• _What the task asks_:
Do any lines in the data below contain "validated"? If so, copy every one of them.

• _Record extracts_:

//! Request ID middleware for request tracing and correlation.
//!
//! Generates a UUID v4 for each request unless an upstream proxy already
//! supplied one. The ID is recorded in the tracing span, tagged on the
//! Sentry scope, and echoed in the response headers.

use axum::{extract::Request, http::HeaderValue, middleware::Next, response::Response};
use tracing::Span;
use uuid::Uuid;

/// The HTTP header name for request IDs.
pub const REQUEST_ID_HEADER: &str = "x-request-id";

/// Middleware that ensures every request has a unique request ID.
pub async fn request_id_middleware(request: Request, next: Next) -> Response {
    let request_id = request
        .headers()
        .get(REQUEST_ID_HEADER)
        .and_then(|h| h.to_str().ok())
        .map_or_else(|| Uuid::new_v4().to_string(), String::from);

    // Record in current span for structured logging
    Span::current().record("request_id", &request_id);

    // Set in Sentry scope for error correlation
    sentry::configure_scope(|scope| {
        scope.set_tag("request_id", &request_id);
    });

    let mut response = next.run(request).await;

    // Echo back so clients can reference the request ID
    if let Ok(value) = HeaderValue::from_str(&request_id) {
        response.headers_mut().insert(REQUEST_ID_HEADER, value);
    }

    response
}
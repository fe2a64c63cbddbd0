//! Royal Biryani Core - Shared types library.
//!
//! This crate provides the common types used across the Royal Biryani Co.
//! storefront: menu items, the shopping cart and its mutation rules, and
//! validated customer-detail fields.
//!
//! # Architecture
//!
//! The core crate contains only types and their pure operations - no I/O,
//! no HTTP, no session access. Persistence of these types is owned by the
//! storefront crate, which serializes them as JSON snapshots.
//!
//! # Modules
//!
//! - [`types`] - Prices, menu items, the cart model, spice levels, and
//!   validated phone/pincode wrappers

#![cfg_attr(not(test), forbid(unsafe_code))]

pub mod types;

pub use types::*;
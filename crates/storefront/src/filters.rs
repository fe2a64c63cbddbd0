//! Custom Askama template filters.

#![allow(clippy::unnecessary_wraps)]

use std::fmt::Display;

/// Returns the current year.
///
/// Usage in templates: `{{ ""|current_year }}`
#[allow(clippy::unnecessary_wraps)]
#[askama::filter_fn]
pub fn current_year(_value: impl Display, _env: &dyn askama::Values) -> askama::Result<i32> {
    use chrono::Datelike;
    Ok(chrono::Utc::now().year())
}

• _Result of this task_:
//! validated customer-detail fields.
//!   validated phone/pincode wrappers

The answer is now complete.